Chapter 3, Feature Selection and Feature Engineering, describes the most important techniques for preprocessing a dataset, selecting the most informative features, and reducing the original dimensionality.

Chapter 4, Regression Algorithms, describes the linear regression algorithm and its optimizations: Ridge, Lasso, and ElasticNet. It continues with more advanced models that can be employed to solve non-linear regression problems or to mitigate the effect of outliers.

Chapter 5, Linear Classification Algorithms, introduces the concept of linear classification, focusing on logistic regression, perceptrons, stochastic gradient descent algorithms, and passive-aggressive algorithms. The second part of the chapter covers the most important evaluation metrics, which are used to measure the performance of a model and find the optimal hyperparameter set.

Chapter 6, Naive Bayes and Discriminant Analysis, explains the Bayes probability theory and describes the structure of the most diffused Naive Bayes classifiers. In the second part, linear and quadratic discriminant analysis is analyzed with some concrete examples.

Chapter 7, Support Vector Machines, introduces the SVM family of algorithms, focusing on both linear and non-linear classification problems thanks to the employment of the kernel trick. The last part of the chapter covers support vector regression and more complex classification models.

Chapter 8, Decision Trees and Ensemble Learning, explains the concept of a hierarchical decision process and describes the concepts of decision tree classification, random forests, bootstrapped and bagged trees, and voting classifiers.

Chapter 9, Clustering Fundamentals, introduces the concept of clustering, describing the Gaussian mixture, K-Nearest Neighbors, and K-means algorithms. The last part of the chapter covers different approaches to determining the optimal number of clusters and measuring the performance of a model.

Chapter 10, Advanced Clustering, introduces more complex clustering techniques (DBSCAN, Spectral Clustering, and Biclustering) that can be employed when the dataset structure is non-convex. In the second part of the chapter, two online clustering algorithms (mini-batch K-means and BIRCH) are introduced.
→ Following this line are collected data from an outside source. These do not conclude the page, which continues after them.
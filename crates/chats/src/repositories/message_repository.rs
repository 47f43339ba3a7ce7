//! Repository for message data access operations.

use async_trait::async_trait;
use chrono::Utc;
use cuid2::CuidConstructor;
use futures::stream::BoxStream;
use futures::{StreamExt, TryStreamExt};
use once_cell::sync::Lazy;
use sqlx::{QueryBuilder, Sqlite, SqlitePool};
use tracing::{debug, info};

use super::MessageStore;
use crate::entities::Message;
use crate::types::{ChatError, ChatResult};
use crate::utils::{contains_case_insensitive, escape_like};

static CUID: Lazy<CuidConstructor> = Lazy::new(CuidConstructor::new);

/// Prefixes a query tail with the projection every [`Message`] row needs.
macro_rules! message_select {
    ($tail:literal) => {
        concat!(
            "SELECT m.id AS sequence, m.public_id, c.public_id AS conversation_id, m.author_id,
                    u.public_id AS author_public_id, m.body, m.created_at
             FROM messages m
             JOIN conversations c ON c.id = m.conversation_id
             JOIN users u ON u.id = m.author_id",
            $tail
        )
    };
}

/// Repository for message database operations
#[derive(Clone)]
pub struct MessageRepository {
    pool: SqlitePool,
}

impl MessageRepository {
    pub fn new(pool: SqlitePool) -> Self {
        Self { pool }
    }

    /// Append a message to a conversation.
    pub async fn create(&self, conversation_id: &str, author_id: i64, body: &str) -> ChatResult<Message> {
        let result = sqlx::query(
            "INSERT INTO messages (public_id, conversation_id, author_id, body, created_at)
             SELECT ?, id, ?, ?, ? FROM conversations WHERE public_id = ?",
        )
        .bind(CUID.create_id())
        .bind(author_id)
        .bind(body)
        .bind(Utc::now().to_rfc3339())
        .bind(conversation_id)
        .execute(&self.pool)
        .await?;

        if result.rows_affected() == 0 {
            return Err(ChatError::conversation_not_found(conversation_id));
        }

        let sequence = result.last_insert_rowid();
        info!(conversation = %conversation_id, sequence, "stored message");

        self.find_message(conversation_id, sequence)
            .await?
            .ok_or_else(|| ChatError::internal("inserted message could not be read back"))
    }

    fn scoped_query<'a>(scope: &'a [String]) -> QueryBuilder<'a, Sqlite> {
        let mut builder = QueryBuilder::new(message_select!(" WHERE c.public_id IN ("));
        let mut separated = builder.separated(", ");
        for conversation_id in scope {
            separated.push_bind(conversation_id);
        }
        separated.push_unseparated(")");
        builder
    }

    /// `LIKE` is case-insensitive for ASCII in SQLite, so ASCII needles are
    /// filtered in the database.
    async fn search_ascii(&self, scope: &[String], needle: &str, limit: usize) -> ChatResult<Vec<Message>> {
        let pattern = format!("%{}%", escape_like(needle));

        let mut builder = Self::scoped_query(scope);
        builder.push(" AND m.body LIKE ");
        builder.push_bind(pattern);
        builder.push(" ESCAPE '\\' ORDER BY m.id DESC LIMIT ");
        builder.push_bind(limit as i64);

        let rows = builder
            .build_query_as::<Message>()
            .fetch_all(&self.pool)
            .await?;

        let needle_lower = needle.to_lowercase();
        Ok(rows
            .into_iter()
            .filter(|message| contains_case_insensitive(&message.body, &needle_lower))
            .collect())
    }

    /// Non-ASCII needles need Unicode case folding, which SQLite lacks; stream
    /// newest first and stop once `limit` matches are found.
    async fn search_unicode(&self, scope: &[String], needle: &str, limit: usize) -> ChatResult<Vec<Message>> {
        let needle_lower = needle.to_lowercase();

        let mut builder = Self::scoped_query(scope);
        builder.push(" ORDER BY m.id DESC");

        let query = builder.build_query_as::<Message>();
        let mut rows = query.fetch(&self.pool);
        let mut matches = Vec::new();

        while let Some(message) = rows.try_next().await? {
            if contains_case_insensitive(&message.body, &needle_lower) {
                matches.push(message);
                if matches.len() >= limit {
                    break;
                }
            }
        }

        Ok(matches)
    }
}

#[async_trait]
impl MessageStore for MessageRepository {
    fn list_messages<'a>(
        &'a self,
        conversation_id: &'a str,
        after: Option<i64>,
    ) -> BoxStream<'a, ChatResult<Message>> {
        sqlx::query_as::<_, Message>(message_select!(
            " WHERE c.public_id = ? AND m.id > ? ORDER BY m.id ASC"
        ))
        .bind(conversation_id)
        .bind(after.unwrap_or(0))
        .fetch(&self.pool)
        .map_err(ChatError::from)
        .boxed()
    }

    async fn find_message(&self, conversation_id: &str, sequence: i64) -> ChatResult<Option<Message>> {
        let message = sqlx::query_as::<_, Message>(message_select!(
            " WHERE c.public_id = ? AND m.id = ?"
        ))
        .bind(conversation_id)
        .bind(sequence)
        .fetch_optional(&self.pool)
        .await?;

        Ok(message)
    }

    async fn latest_message(&self, conversation_id: &str) -> ChatResult<Option<Message>> {
        let message = sqlx::query_as::<_, Message>(message_select!(
            " WHERE c.public_id = ? ORDER BY m.id DESC LIMIT 1"
        ))
        .bind(conversation_id)
        .fetch_optional(&self.pool)
        .await?;

        Ok(message)
    }

    async fn count_unread(&self, conversation_id: &str, after: Option<i64>, reader: i64) -> ChatResult<u64> {
        let count: i64 = sqlx::query_scalar(
            "SELECT COUNT(*) FROM messages m
             JOIN conversations c ON c.id = m.conversation_id
             WHERE c.public_id = ? AND m.id > ? AND m.author_id != ?",
        )
        .bind(conversation_id)
        .bind(after.unwrap_or(0))
        .bind(reader)
        .fetch_one(&self.pool)
        .await?;

        Ok(count.max(0) as u64)
    }

    async fn search(&self, scope: &[String], needle: &str, limit: usize) -> ChatResult<Vec<Message>> {
        if scope.is_empty() || limit == 0 {
            return Ok(Vec::new());
        }

        let messages = if needle.is_ascii() {
            self.search_ascii(scope, needle, limit).await?
        } else {
            self.search_unicode(scope, needle, limit).await?
        };

        debug!(conversations = scope.len(), hits = messages.len(), "message search");
        Ok(messages)
    }
}
use anyhow::Context;
use clap::{Parser, Subcommand};
use parlor_config::load as load_config;
use parlor_database::{applied_migrations, initialize_database, MIGRATOR};
use parlor_runtime::{seed::seed_demo_data, telemetry, BackendServices};
use tokio::net::TcpListener;
use tracing::info;

#[derive(Parser)]
#[command(name = "parlor-server")]
#[command(about = "Parlor messaging backend (serves HTTP by default)")]
struct Cli {
    #[command(subcommand)]
    command: Option<Commands>,
}

#[derive(Subcommand)]
enum Commands {
    /// Start the HTTP server (default)
    Serve,
    /// Apply pending database migrations and exit
    Migrate,
    /// Create demo users, a shared conversation and messages; prints session tokens
    SeedData,
}

#[tokio::main]
async fn main() -> anyhow::Result<()> {
    let cli = Cli::parse();
    telemetry::init_tracing().context("failed to initialise tracing")?;

    match cli.command.unwrap_or(Commands::Serve) {
        Commands::Serve => run_server().await,
        Commands::Migrate => migrate().await,
        Commands::SeedData => seed_data().await,
    }
}

async fn run_server() -> anyhow::Result<()> {
    info!("starting Parlor backend");

    let config = load_config().context("failed to load configuration")?;

    let services = BackendServices::initialise(&config)
        .await
        .context("failed to initialise backend services")?;

    let read_events = services.spawn_read_event_log();
    let app = services.router();

    let address = format!("{}:{}", config.http.address, config.http.port);
    let listener = TcpListener::bind(&address)
        .await
        .with_context(|| format!("failed to bind http listener on {address}"))?;

    info!(%address, "http server listening");

    axum::serve(listener, app)
        .with_graceful_shutdown(parlor_runtime::shutdown_signal())
        .await
        .context("http server error")?;

    read_events.abort();
    info!("backend shut down");
    Ok(())
}

async fn migrate() -> anyhow::Result<()> {
    let config = load_config().context("failed to load configuration")?;

    let pool = initialize_database(&config.database)
        .await
        .context("database migrations failed")?;

    let applied = applied_migrations(&pool)
        .await
        .context("failed to read migration history")?;
    println!(
        "Database at {} is up to date ({} of {} migrations applied)",
        config.database.url,
        applied,
        MIGRATOR.iter().count()
    );

    pool.close().await;
    Ok(())
}

async fn seed_data() -> anyhow::Result<()> {
    info!("seeding database with demo data");

    let config = load_config().context("failed to load configuration")?;

    let services = BackendServices::initialise(&config)
        .await
        .context("failed to initialise backend services")?;

    let report = seed_demo_data(&services).await?;

    println!("Database seeded with demo data:");
    println!("- conversation {}", report.conversation_id);
    println!("- {} messages", report.messages);
    println!("- 1 notification");
    println!();
    println!("{:<10} {:<28} Session token", "User", "Public ID");
    for user in &report.users {
        println!("{:<10} {:<28} {}", user.display_name, user.public_id, user.token);
    }

    Ok(())
}
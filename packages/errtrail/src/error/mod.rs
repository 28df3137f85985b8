//! Error nodes with codes, key/values and stack traces
//!
//! Provides the structured error type and everything needed to build it:
//! - Leaf, wrapped and joined nodes
//! - Construction options applied in order
//! - Plain and detailed rendering
//! - Extension traits and macros for call sites
//! - Structured logging of a whole chain

pub mod constructors;
pub mod display;
pub mod extensions;
pub mod logging;
pub mod macros;
pub mod options;
pub mod types;

pub use constructors::{join, wrap, wrap_opt};
pub use extensions::{OptionExt, ResultExt};
pub use logging::LoggingTransformer;
pub use options::{
    c, with_code, with_key_value, with_key_value_bytes, with_key_values, with_stack_trace,
    without_trace, Opt,
};
pub use types::{Error, Link, Result};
Chapter 11, Hierarchical Clustering, continues the explanation of more complex clustering algorithms started in the previous chapter and introduces the concepts of agglomerative clustering and dendrograms.

Chapter 12, Introducing Recommendation Systems, explains the most diffused algorithms employed in recommender systems: content- and user-based strategies, collaborative filtering, and alternating least square. A complete example based on Apache Spark shows how to process very large datasets using the ALS algorithm.

Chapter 13, Introduction to Natural Language Processing, explains the concept of the Bag-of-Words strategy and introduces the most important techniques required to efficiently process natural language datasets (tokenizing, stemming, stop-word removal, tagging, and vectorizing). An example of a classifier based on the Reuters dataset is also discussed in the last part of the chapter.

Chapter 14, Topic Modeling and Sentiment Analysis in NLP, introduces the concept of topic modeling and describes the most important algorithms, such as latent semantic analysis (both deterministic and probabilistic) and latent Dirichlet allocation. The second part of the chapter covers the problem of word embedding and sentiment analysis, explaining the most diffused approaches to address it.

Chapter 15, Introducing Neural Networks, introduces the world of deep learning, explaining the concept of neural networks and computational graphs. In the second part of the chapter, the high-level deep learning framework Keras is presented with a concrete example of a Multi-layer Perceptron.

Chapter 16, Advanced Deep Learning Models, explains the basic functionalities of the most important deep learning layers, with Keras examples of deep convolutional networks and recurrent (LSTM) networks for time-series processing. In the second part of the chapter, the TensorFlow framework is briefly introduced, along with some examples that expose some of its basic functionalities.

Chapter 17, Creating a Machine Learning Architecture, explains how to define a complete machine learning pipeline, focusing on the peculiarities and drawbacks of each step.